Polymerization of methyl methacrylate by anions–II. Influence of initiation procedures on the kinetics of the subsequent polymerization in tetrahydrofuran-toluene solution initiated by disodium salt of tetrameric α-methyl styrene

Abstract

Conditions for optimum efficiency of initiation ( ƒ) by the disodium salt of α-methyl styrene tetramer in toluene-tetrahydrofuran (THF) solution are established. Under these conditions, ƒ = 0·35–0·45. The propagating species are stable < 270 K but decay at ambient temperature. The decay product appears to be an alkoxide. Methods of assaying the concentration of propagating species are compared and assessed. The rates of polymerization depend strongly on the method of initiation. The standard two-step method adopted gave values of k p which fitted the Arrhenius equation ( A p ⋍ 10 2 M −1 sec −1 , E p ⋍ 16 KJ mol −1 ) and depended linearly on [THF]. If, however, the whole aliquot of monomer was added to initiator in one step at ca. 200 K, the rate is > 10 3 times that observed after a two-step initiation in which a trace of monomer is added some few minutes before the bulk.

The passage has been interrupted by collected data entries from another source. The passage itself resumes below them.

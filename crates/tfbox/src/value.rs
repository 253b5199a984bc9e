//! boxed value representation
//!
//! The output model of [crate::boxing]. Every node knows whether it is
//! - known (a concrete scalar)
//! - unknown (only determined at apply time)
//! - omitted (a list slot nothing was said about)
//! - a map or a list of further boxed values
//!
//! and, except for omitted slots, whether it is sensitive.
//!
//! Serialized form (internally tagged):
//! ```json
//! { "kind": "map", "entries": { "id": { "kind": "unknown", "sensitive": false } }, "sensitive": false }
//! ```
use crate::native::{NativeValue, Scalar};
use crate::path::{Path, Step};
use crate::visit::VisitLeaves;

/// All possible boxed value types
#[derive(Debug, Clone, PartialEq, serde::Serialize)]
#[serde(tag = "kind", rename_all = "snake_case")]
pub enum BoxedValue {
    Known {
        value: Scalar,
        sensitive: bool,
    },
    Unknown {
        sensitive: bool,
    },
    Omitted,
    Map {
        entries: indexmap::IndexMap<String, BoxedValue>,
        sensitive: bool,
    },
    List {
        items: Vec<BoxedValue>,
        sensitive: bool,
    },
}

impl BoxedValue {
    pub fn known(value: impl Into<Scalar>, sensitive: bool) -> Self {
        BoxedValue::Known {
            value: value.into(),
            sensitive,
        }
    }

    pub fn unknown(sensitive: bool) -> Self {
        BoxedValue::Unknown { sensitive }
    }

    pub fn omitted() -> Self {
        BoxedValue::Omitted
    }

    pub fn empty_map(sensitive: bool) -> Self {
        BoxedValue::Map {
            entries: Default::default(),
            sensitive,
        }
    }

    pub fn empty_list(sensitive: bool) -> Self {
        BoxedValue::List {
            items: Default::default(),
            sensitive,
        }
    }

    /// Empty container of the same kind as `value`, `None` for scalars
    pub fn empty_like(value: &NativeValue, sensitive: bool) -> Option<Self> {
        match value {
            NativeValue::Map(_) => Some(Self::empty_map(sensitive)),
            NativeValue::List(_) => Some(Self::empty_list(sensitive)),
            NativeValue::Scalar(_) => None,
        }
    }

    /// Empty container that `step` can descend into
    pub fn empty_for(step: &Step, sensitive: bool) -> Self {
        match step {
            Step::Key(_) => Self::empty_map(sensitive),
            Step::Index(_) => Self::empty_list(sensitive),
        }
    }

    pub fn is_known(&self) -> bool {
        matches!(self, BoxedValue::Known { .. })
    }

    pub fn is_unknown(&self) -> bool {
        matches!(self, BoxedValue::Unknown { .. })
    }

    pub fn is_omitted(&self) -> bool {
        matches!(self, BoxedValue::Omitted)
    }

    /// The node's own flag. Children of a sensitive container carry their own.
    pub fn is_sensitive(&self) -> bool {
        match self {
            BoxedValue::Known { sensitive, .. }
            | BoxedValue::Unknown { sensitive }
            | BoxedValue::Map { sensitive, .. }
            | BoxedValue::List { sensitive, .. } => *sensitive,
            BoxedValue::Omitted => false,
        }
    }

    pub fn child(&self, step: &Step) -> Option<&BoxedValue> {
        match (self, step) {
            (BoxedValue::Map { entries, .. }, Step::Key(key)) => entries.get(key),
            (BoxedValue::List { items, .. }, Step::Index(index)) => items.get(*index),
            _ => None,
        }
    }

    pub fn get(&self, path: &Path) -> Option<&BoxedValue> {
        path.steps()
            .iter()
            .try_fold(self, |current, step| current.child(step))
    }

    /// Strip all markings
    ///
    /// Unknown values and omitted slots become `null`.
    pub fn unbox(&self) -> NativeValue {
        match self {
            BoxedValue::Known { value, .. } => value.clone().into(),
            BoxedValue::Unknown { .. } | BoxedValue::Omitted => NativeValue::null(),
            BoxedValue::Map { entries, .. } => NativeValue::Map(
                entries
                    .iter()
                    .map(|(key, value)| (key.clone(), value.unbox()))
                    .collect(),
            ),
            BoxedValue::List { items, .. } => {
                NativeValue::List(items.iter().map(BoxedValue::unbox).collect())
            }
        }
    }

    /// Paths of all unknown leaves
    pub fn unknown_paths(&self) -> Vec<Path> {
        self.leaf_paths_where(BoxedValue::is_unknown)
    }

    /// Paths of all leaves flagged sensitive
    pub fn sensitive_paths(&self) -> Vec<Path> {
        self.leaf_paths_where(BoxedValue::is_sensitive)
    }

    fn leaf_paths_where(&self, predicate: impl Fn(&BoxedValue) -> bool) -> Vec<Path> {
        let mut paths = vec![];
        self.visit_leaves(&mut |(path, leaf): (Path, &BoxedValue)| {
            if predicate(leaf) {
                paths.push(path);
            }
        });
        paths
    }
}

#[cfg(test)]
mod test {
    use super::*;
    use crate::{native, path};
    use pretty_assertions::assert_eq;

    fn sample() -> BoxedValue {
        BoxedValue::Map {
            entries: [
                ("id".to_string(), BoxedValue::unknown(false)),
                ("password".to_string(), BoxedValue::known("hunter2", true)),
                (
                    "ports".to_string(),
                    BoxedValue::List {
                        items: vec![
                            BoxedValue::omitted(),
                            BoxedValue::known(443i64, false),
                            BoxedValue::unknown(true),
                        ],
                        sensitive: false,
                    },
                ),
            ]
            .into_iter()
            .collect(),
            sensitive: false,
        }
    }

    #[test]
    fn constructors() {
        assert_eq!(
            BoxedValue::known(true, false),
            BoxedValue::Known {
                value: Scalar::Boolean(true),
                sensitive: false
            }
        );
        assert!(BoxedValue::unknown(true).is_sensitive());
        assert!(!BoxedValue::omitted().is_sensitive());
        assert_eq!(BoxedValue::empty_map(false).unbox(), native!({}));
        assert_eq!(BoxedValue::empty_list(true).unbox(), native!([]));
    }

    #[test]
    fn get() {
        let value = sample();
        assert_eq!(
            value.get(&path!["ports", 1]),
            Some(&BoxedValue::known(443i64, false))
        );
        assert_eq!(value.get(&path!["ports", 3]), None);
        assert_eq!(value.get(&path!["id", "nested"]), None);
    }

    #[test]
    fn unbox_replaces_unknown_with_null() {
        assert_eq!(
            sample().unbox(),
            native!({ "id": null, "password": "hunter2", "ports": [null, 443, null] })
        );
    }

    #[test]
    fn leaf_queries() {
        let value = sample();
        assert_eq!(value.unknown_paths(), vec![path!["id"], path!["ports", 2]]);
        assert_eq!(
            value.sensitive_paths(),
            vec![path!["password"], path!["ports", 2]]
        );
    }

    #[test]
    fn serialized_form() {
        let json = serde_json::to_value(BoxedValue::List {
            items: vec![BoxedValue::omitted(), BoxedValue::known(1i64, true)],
            sensitive: false,
        })
        .unwrap();

        assert_eq!(
            json,
            serde_json::json!({
                "kind": "list",
                "items": [
                    { "kind": "omitted" },
                    { "kind": "known", "value": 1, "sensitive": true }
                ],
                "sensitive": false
            })
        );
    }
}
//! native value representation
//!
//! Everything the boxing engine reads (the object itself and both overlays) is a [NativeValue]:
//! - scalar (null, boolean, integer, decimal, string)
//! - list (ordered sequence of values)
//! - map (order-preserving "dictionary", where the key is of type string)
//!
//! Map keys are canonicalized to owned strings at conversion time, so keys coming from json,
//! yaml or hcl (identifiers, quoted object keys) all compare equal when they spell the same name.
use crate::path::{Path, Step};
use serde::{
    ser::{SerializeMap, SerializeSeq},
    Serializer,
};

/// Leaf value
///
/// Numbers are `Integer` when they fit an `i64`, otherwise `Decimal`. Json integers above
/// `i64::MAX` therefore become an `f64` and lose precision.
#[derive(Debug, Clone, PartialEq)]
pub enum Scalar {
    Null,
    Boolean(bool),
    Integer(i64),
    Decimal(f64),
    String(String),
}

/// All possible input value types
#[derive(Debug, Clone, PartialEq)]
pub enum NativeValue {
    Map(indexmap::IndexMap<String, NativeValue>),
    List(Vec<NativeValue>),
    Scalar(Scalar),
}

impl NativeValue {
    pub fn null() -> Self {
        NativeValue::Scalar(Scalar::Null)
    }

    pub fn as_bool(&self) -> Option<bool> {
        match self {
            NativeValue::Scalar(Scalar::Boolean(b)) => Some(*b),
            _ => None,
        }
    }

    /// Human readable name of the value's type, used in error messages
    pub fn kind(&self) -> &'static str {
        match self {
            NativeValue::Map(_) => "map",
            NativeValue::List(_) => "list",
            NativeValue::Scalar(Scalar::Null) => "null",
            NativeValue::Scalar(Scalar::Boolean(_)) => "boolean",
            NativeValue::Scalar(Scalar::Integer(_)) => "integer",
            NativeValue::Scalar(Scalar::Decimal(_)) => "decimal",
            NativeValue::Scalar(Scalar::String(_)) => "string",
        }
    }

    /// Value of a single step down
    ///
    /// Lists are addressed by index, including digit-only keys such as `"1"`. Maps are addressed
    /// by key, an index looks up its decimal spelling. Anything else is `None`.
    pub fn child(&self, step: &Step) -> Option<&NativeValue> {
        match (self, step) {
            (NativeValue::Map(map), Step::Key(key)) => map.get(key),
            (NativeValue::Map(map), Step::Index(index)) => map.get(&index.to_string()),
            (NativeValue::List(list), step) => list.get(step.as_index()?),
            (NativeValue::Scalar(_), _) => None,
        }
    }

    /// Value at `path`
    ///
    /// A path that does not fit the shape of this value (indexing into a scalar, a key on a
    /// list, ...) is not an error, there is just nothing there.
    pub fn get(&self, path: &Path) -> Option<&NativeValue> {
        path.steps()
            .iter()
            .try_fold(self, |current, step| current.child(step))
    }
}

impl Default for NativeValue {
    fn default() -> Self {
        Self::null()
    }
}

impl From<Scalar> for NativeValue {
    fn from(value: Scalar) -> Self {
        NativeValue::Scalar(value)
    }
}

impl From<bool> for Scalar {
    fn from(value: bool) -> Self {
        Scalar::Boolean(value)
    }
}

impl From<i64> for Scalar {
    fn from(value: i64) -> Self {
        Scalar::Integer(value)
    }
}

impl From<f64> for Scalar {
    fn from(value: f64) -> Self {
        Scalar::Decimal(value)
    }
}

impl From<String> for Scalar {
    fn from(value: String) -> Self {
        Scalar::String(value)
    }
}

impl From<&str> for Scalar {
    fn from(value: &str) -> Self {
        Scalar::String(value.to_string())
    }
}

impl From<bool> for NativeValue {
    fn from(value: bool) -> Self {
        Scalar::from(value).into()
    }
}

impl From<i64> for NativeValue {
    fn from(value: i64) -> Self {
        Scalar::from(value).into()
    }
}

impl From<f64> for NativeValue {
    fn from(value: f64) -> Self {
        Scalar::from(value).into()
    }
}

impl From<String> for NativeValue {
    fn from(value: String) -> Self {
        Scalar::from(value).into()
    }
}

impl From<&str> for NativeValue {
    fn from(value: &str) -> Self {
        Scalar::from(value).into()
    }
}

impl<T: Into<NativeValue>> From<Vec<T>> for NativeValue {
    fn from(value: Vec<T>) -> Self {
        NativeValue::List(value.into_iter().map(Into::into).collect())
    }
}

impl<K: ToString, V: Into<NativeValue>> From<indexmap::IndexMap<K, V>> for NativeValue {
    fn from(value: indexmap::IndexMap<K, V>) -> Self {
        NativeValue::Map(
            value
                .into_iter()
                .map(|(k, v)| (k.to_string(), v.into()))
                .collect(),
        )
    }
}

impl From<serde_json::Number> for Scalar {
    fn from(value: serde_json::Number) -> Self {
        if let Some(int) = value.as_i64() {
            return Scalar::Integer(int);
        }

        // u64 beyond i64::MAX ends up here too
        Scalar::Decimal(value.as_f64().unwrap_or(f64::NAN))
    }
}

impl From<serde_json::Value> for NativeValue {
    fn from(value: serde_json::Value) -> Self {
        use serde_json::Value;

        match value {
            Value::Null => Scalar::Null.into(),
            Value::Bool(b) => b.into(),
            Value::Number(n) => Scalar::from(n).into(),
            Value::String(s) => s.into(),
            Value::Array(a) => a.into(),
            Value::Object(o) => {
                NativeValue::Map(o.into_iter().map(|(k, v)| (k, v.into())).collect())
            }
        }
    }
}

impl From<hcl::Number> for Scalar {
    fn from(value: hcl::Number) -> Self {
        if let Some(int) = value.as_i64() {
            return Scalar::Integer(int);
        }

        Scalar::Decimal(value.as_f64().unwrap_or(f64::NAN))
    }
}

impl From<hcl::Value> for NativeValue {
    fn from(value: hcl::Value) -> NativeValue {
        match value {
            hcl::Value::Null => Scalar::Null.into(),
            hcl::Value::Bool(b) => b.into(),
            hcl::Value::Number(n) => Scalar::from(n).into(),
            hcl::Value::String(s) => s.into(),
            hcl::Value::Array(a) => a.into(),
            hcl::Value::Object(o) => {
                NativeValue::Map(o.into_iter().map(|(k, v)| (k, v.into())).collect())
            }
        }
    }
}

impl serde::ser::Serialize for Scalar {
    fn serialize<S>(&self, serializer: S) -> Result<S::Ok, S::Error>
    where
        S: Serializer,
    {
        match self {
            Scalar::Null => serializer.serialize_unit(),
            Scalar::Boolean(value) => serializer.serialize_bool(*value),
            Scalar::Integer(value) => serializer.serialize_i64(*value),
            Scalar::Decimal(value) => serializer.serialize_f64(*value),
            Scalar::String(value) => serializer.serialize_str(value),
        }
    }
}

impl serde::ser::Serialize for NativeValue {
    fn serialize<S>(&self, serializer: S) -> Result<S::Ok, S::Error>
    where
        S: Serializer,
    {
        match self {
            NativeValue::Scalar(value) => serde::Serialize::serialize(value, serializer),
            NativeValue::List(value) => {
                let mut ser = serializer.serialize_seq(Some(value.len()))?;
                for element in value {
                    ser.serialize_element(element)?;
                }
                ser.end()
            }
            NativeValue::Map(value) => {
                let mut ser = serializer.serialize_map(Some(value.len()))?;
                for (element_key, element_value) in value {
                    ser.serialize_entry(element_key, element_value)?;
                }
                ser.end()
            }
        }
    }
}

/// Build a [NativeValue] from a json literal
///
/// ```
/// # use tfbox::native;
/// let value = native!({ "tags": ["a", "b"], "count": 2 });
/// assert_eq!(value.kind(), "map");
/// ```
#[macro_export]
macro_rules! native {
    ($($json:tt)+) => {
        $crate::native::NativeValue::from($crate::__private::serde_json::json!($($json)+))
    };
}
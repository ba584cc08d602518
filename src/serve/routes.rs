//! HTTP route handlers
//!
//! Thin translation between the HTTP boundary and the pipeline: validation
//! failures map to 400, a missing model to 503, internal pipeline failures
//! to 500. Retraining runs on a blocking worker off the request path.

use crate::data::types::RAW_COLUMNS;
use crate::models::gbm::ModelError;
use crate::models::trainer::ModelTrainer;
use crate::processing::processor::ProcessError;
use crate::serve::schemas::{
    BatchItem, BatchPredictRequest, BatchPredictResponse, FeatureImportance,
    FeatureImportanceResponse, HealthResponse, ModelInfoResponse, PredictRequest, PredictResponse,
    ValidationError,
};
use crate::serve::state::AppState;
use axum::extract::State;
use axum::http::StatusCode;
use axum::response::{IntoResponse, Response};
use axum::routing::{get, post};
use axum::{Json, Router};
use chrono::Utc;
use serde_json::json;
use tracing::{error, info};

/// Build the service router.
pub fn router(state: AppState) -> Router {
    Router::new()
        .route("/", get(root))
        .route("/health", get(health))
        .route("/model/info", get(model_info))
        .route("/predict", post(predict))
        .route("/predict/batch", post(predict_batch))
        .route("/model/feature-importance", get(feature_importance))
        .route("/model/retrain", post(retrain))
        .with_state(state)
}

/// Error shape returned to clients: a status code plus a `detail` message.
struct ApiError {
    status: StatusCode,
    message: String,
}

impl ApiError {
    fn model_not_loaded() -> Self {
        Self {
            status: StatusCode::SERVICE_UNAVAILABLE,
            message: "Model not loaded".to_string(),
        }
    }
}

impl IntoResponse for ApiError {
    fn into_response(self) -> Response {
        (self.status, Json(json!({ "detail": self.message }))).into_response()
    }
}

impl From<ValidationError> for ApiError {
    fn from(err: ValidationError) -> Self {
        Self {
            status: StatusCode::BAD_REQUEST,
            message: err.to_string(),
        }
    }
}

impl From<ModelError> for ApiError {
    fn from(err: ModelError) -> Self {
        let status = match &err {
            ModelError::NotTrained => StatusCode::SERVICE_UNAVAILABLE,
            ModelError::Process(ProcessError::NotFitted(_)) => StatusCode::SERVICE_UNAVAILABLE,
            _ => StatusCode::INTERNAL_SERVER_ERROR,
        };
        Self {
            status,
            message: err.to_string(),
        }
    }
}

async fn root() -> Json<serde_json::Value> {
    Json(json!({
        "message": "Crop Recommendation API",
        "version": env!("CARGO_PKG_VERSION"),
        "status": "active",
    }))
}

async fn health(State(state): State<AppState>) -> Json<HealthResponse> {
    let model_loaded = state.handle.is_loaded();

    Json(HealthResponse {
        status: if model_loaded { "healthy" } else { "unhealthy" }.to_string(),
        message: if model_loaded {
            "Service is running"
        } else {
            "Model not loaded"
        }
        .to_string(),
        model_loaded,
        timestamp: Utc::now().to_rfc3339(),
    })
}

async fn model_info(State(state): State<AppState>) -> Result<Json<ModelInfoResponse>, ApiError> {
    let trainer = state.handle.current().ok_or_else(ApiError::model_not_loaded)?;

    Ok(Json(ModelInfoResponse {
        model_name: "Gradient Boosting Classifier".to_string(),
        model_version: env!("CARGO_PKG_VERSION").to_string(),
        features: RAW_COLUMNS.iter().map(|c| c.to_string()).collect(),
        supported_crops: trainer.processor().all_crops(),
        accuracy: trainer.metrics().map(|m| m.test_accuracy),
    }))
}

async fn predict(
    State(state): State<AppState>,
    Json(request): Json<PredictRequest>,
) -> Result<Json<PredictResponse>, ApiError> {
    let trainer = state.handle.current().ok_or_else(ApiError::model_not_loaded)?;
    request.validate()?;

    let prediction = trainer.predict(&request.to_sample())?;
    Ok(Json(PredictResponse::from(prediction)))
}

async fn predict_batch(
    State(state): State<AppState>,
    Json(request): Json<BatchPredictRequest>,
) -> Result<Json<BatchPredictResponse>, ApiError> {
    let trainer = state.handle.current().ok_or_else(ApiError::model_not_loaded)?;
    request.validate()?;

    let samples: Vec<_> = request.predictions.iter().map(|r| r.to_sample()).collect();

    let predictions: Vec<BatchItem> = trainer
        .predict_batch(&samples)
        .into_iter()
        .map(|result| match result {
            Ok(prediction) => BatchItem::Success(PredictResponse::from(prediction)),
            Err(err) => {
                error!("Batch item failed: {err}");
                BatchItem::Failure {
                    error: err.to_string(),
                }
            }
        })
        .collect();

    let total_predictions = predictions.len();
    Ok(Json(BatchPredictResponse {
        predictions,
        total_predictions,
    }))
}

async fn feature_importance(
    State(state): State<AppState>,
) -> Result<Json<FeatureImportanceResponse>, ApiError> {
    let trainer = state.handle.current().ok_or_else(ApiError::model_not_loaded)?;

    let mut pairs = trainer.feature_importance()?;
    pairs.sort_by(|a, b| b.1.partial_cmp(&a.1).unwrap_or(std::cmp::Ordering::Equal));

    Ok(Json(FeatureImportanceResponse {
        feature_importance: pairs
            .into_iter()
            .map(|(feature, importance)| FeatureImportance {
                feature,
                importance,
            })
            .collect(),
    }))
}

async fn retrain(State(state): State<AppState>) -> Json<serde_json::Value> {
    let _task = tokio::task::spawn_blocking(move || retrain_task(state));
    Json(json!({ "message": "Model retraining started in background" }))
}

/// Build a brand-new pipeline and swap it in only after training and
/// persistence both succeed; any failure leaves the served pipeline as-is.
fn retrain_task(state: AppState) {
    info!("Starting model retraining");

    let mut trainer = ModelTrainer::new();
    let outcome = trainer
        .train(&state.retrain.data_path, &state.retrain.options)
        .and_then(|_| trainer.save(&state.retrain.artifact_dir));

    match outcome {
        Ok(()) => {
            state.handle.replace(trainer);
            info!("Model retraining completed successfully");
        }
        Err(err) => {
            error!("Model retraining failed: {err}");
        }
    }
}

#[cfg(test)]
mod tests {
    use super::*;
    use crate::models::gbm::GbmParams;
    use crate::models::trainer::TrainingOptions;
    use crate::serve::state::{ModelHandle, RetrainConfig};
    use std::io::Write;

    fn write_training_csv(path: &std::path::Path) {
        let mut file = std::fs::File::create(path).unwrap();
        writeln!(file, "N,P,K,temperature,humidity,ph,rainfall,label").unwrap();
        for i in 0..30 {
            let j = i as f64;
            writeln!(file, "{},45,40,24,82,6.2,{},rice", 80.0 + j, 220.0 + j).unwrap();
            writeln!(file, "{},65,80,17,15,7.8,{},chickpea", 40.0 + j, 70.0 + j).unwrap();
        }
    }

    fn test_state(dir: &std::path::Path) -> AppState {
        let data_path = dir.join("training.csv");
        write_training_csv(&data_path);

        AppState {
            handle: ModelHandle::empty(),
            retrain: RetrainConfig {
                data_path,
                artifact_dir: dir.join("artifact"),
                options: TrainingOptions {
                    params: GbmParams {
                        n_estimators: 10,
                        max_depth: 3,
                        ..GbmParams::default()
                    },
                    ..TrainingOptions::default()
                },
            },
        }
    }

    #[test]
    fn test_retrain_swaps_handle_on_success() {
        let dir = tempfile::tempdir().unwrap();
        let state = test_state(dir.path());
        assert!(!state.handle.is_loaded());

        retrain_task(state.clone());

        let trainer = state.handle.current().unwrap();
        assert!(trainer.is_ready());
        assert!(state.retrain.artifact_dir.join("model.json").exists());
    }

    #[test]
    fn test_failed_retrain_keeps_previous_pipeline() {
        let dir = tempfile::tempdir().unwrap();
        let mut state = test_state(dir.path());

        // load a good pipeline first
        retrain_task(state.clone());
        let previous = state.handle.current().unwrap();

        // point retraining at a missing file; the swap must not happen
        state.retrain.data_path = dir.path().join("absent.csv");
        retrain_task(state.clone());

        let current = state.handle.current().unwrap();
        assert!(std::sync::Arc::ptr_eq(&previous, &current));
    }

    #[test]
    fn test_validation_error_maps_to_bad_request() {
        let err = ApiError::from(ValidationError::BatchSize(101));
        assert_eq!(err.status, StatusCode::BAD_REQUEST);
    }

    #[test]
    fn test_not_trained_maps_to_service_unavailable() {
        let err = ApiError::from(ModelError::NotTrained);
        assert_eq!(err.status, StatusCode::SERVICE_UNAVAILABLE);

        let err = ApiError::from(ModelError::InvalidData("boom".to_string()));
        assert_eq!(err.status, StatusCode::INTERNAL_SERVER_ERROR);
    }
}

At higher temperatures there is no such discrepancy. It is postulated that the reactive species is a rare, solvated ion-pair in equilibrium with a less reactive, less solvated, contact ion-pair. The high rates observed after single step initiations at low temperatures are attributed to the slow relaxation of propagating ion-pairs which initially contain a non-equilibrium excess of the reactive form. On the basis of this hypothesis, the propagation coefficient for contact ion pairs: k c = 1·2 × 10 −2 M −1 sec −1 at 283 K while that of the solvated (or solvent-separated) ion pairs: k s > 25 M −1 sec −1 at ca. 200 K. The polymer produced was essentially stereo-random. Molecular weight distributions were broad and bimodal, showing a high mol. wt. peak in the 10 5 range and a low mol. wt. in the 10 3 range. The polymers produced in rapid polymerization after single step initiation at low temperatures had narrower high mol. wt. peaks than those prepared under equilibrated conditions.